Monday, February 27, 2012

The Beginning


The Beginning

T

he day that my daughter was born was the day that my true purpose in life began. Before this day I was just an individual living my own life pretty much however I wished or was able. I had no idea of the heart wrenching, often terrifying and intensely difficult, but rewarding odyssey we were about to embark upon.

   I was not lucky enough to be able to be present at Sarah’s birth. In fact, I wasn’t even informed of the event until hearing about it through the grapevine several weeks afterward. This was no big surprise since I had only been involved with her mother through the beginning of the first trimester. A previously undiagnosed psychological problem led her to lose touch with reality and disappear from contact with everyone, including her family.

   We had extremely divergent viewpoints towards maternal health and what roles we each should play within a parental relationship. The culmination of our initial relationship centred on her sudden and increasingly uncontrollable substance abuse. I only discovered that there was an issue with this behaviour after spending two weeks away on my own trying to relocate us to our hometown. Unfortunately in my absence Sarah’s mother had turned to self-medicating in an attempt to escape the psychological symptoms she was experiencing.
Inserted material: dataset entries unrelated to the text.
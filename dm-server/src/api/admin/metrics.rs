//! Dashboard metrics handler
//!
//! Serves the three global counts rendered as metric cards on every
//! page view. They do not depend on each other, so they are fetched
//! concurrently; any failure fails the whole page load.

use crate::app_state::AppState;
use crate::{AdminUser, ApiResult, MetricsResponse};

use dm_db::{CertificateRepository, DnsRecordRepository, UserRepository};

use axum::{Json, extract::State};

/// GET /api/v1/admin/metrics
pub async fn get_metrics(
    State(state): State<AppState>,
    AdminUser(admin): AdminUser,
) -> ApiResult<Json<MetricsResponse>> {
    log::debug!("Dashboard metrics requested by {}", admin);

    let users = UserRepository::new(state.pool.clone());
    let dns_records = DnsRecordRepository::new(state.pool.clone());
    let certificates = CertificateRepository::new(state.pool.clone());

    let (user_count, dns_record_count, certificate_count) =
        tokio::try_join!(users.count(), dns_records.count(), certificates.count())?;

    Ok(Json(MetricsResponse {
        user_count,
        dns_record_count,
        certificate_count,
    }))
}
   I didn’t hear from ‘Mom’ until she called me out of the blue one Sunday night 14 months after the birth. She was supposedly settled into an apartment in a nearby suburb and was inviting me to come and meet my daughter. Her voice held an undertone of urgency, almost desperation. She wanted me to come out and see them the very next day. There was a bus strike on at the time and, being unable to secure a taxi, I arranged for a family member to drop me off at the near-side of a bridge leading there, and walk the rest of the way.

   I had no idea of the turmoil I was quickly marching towards.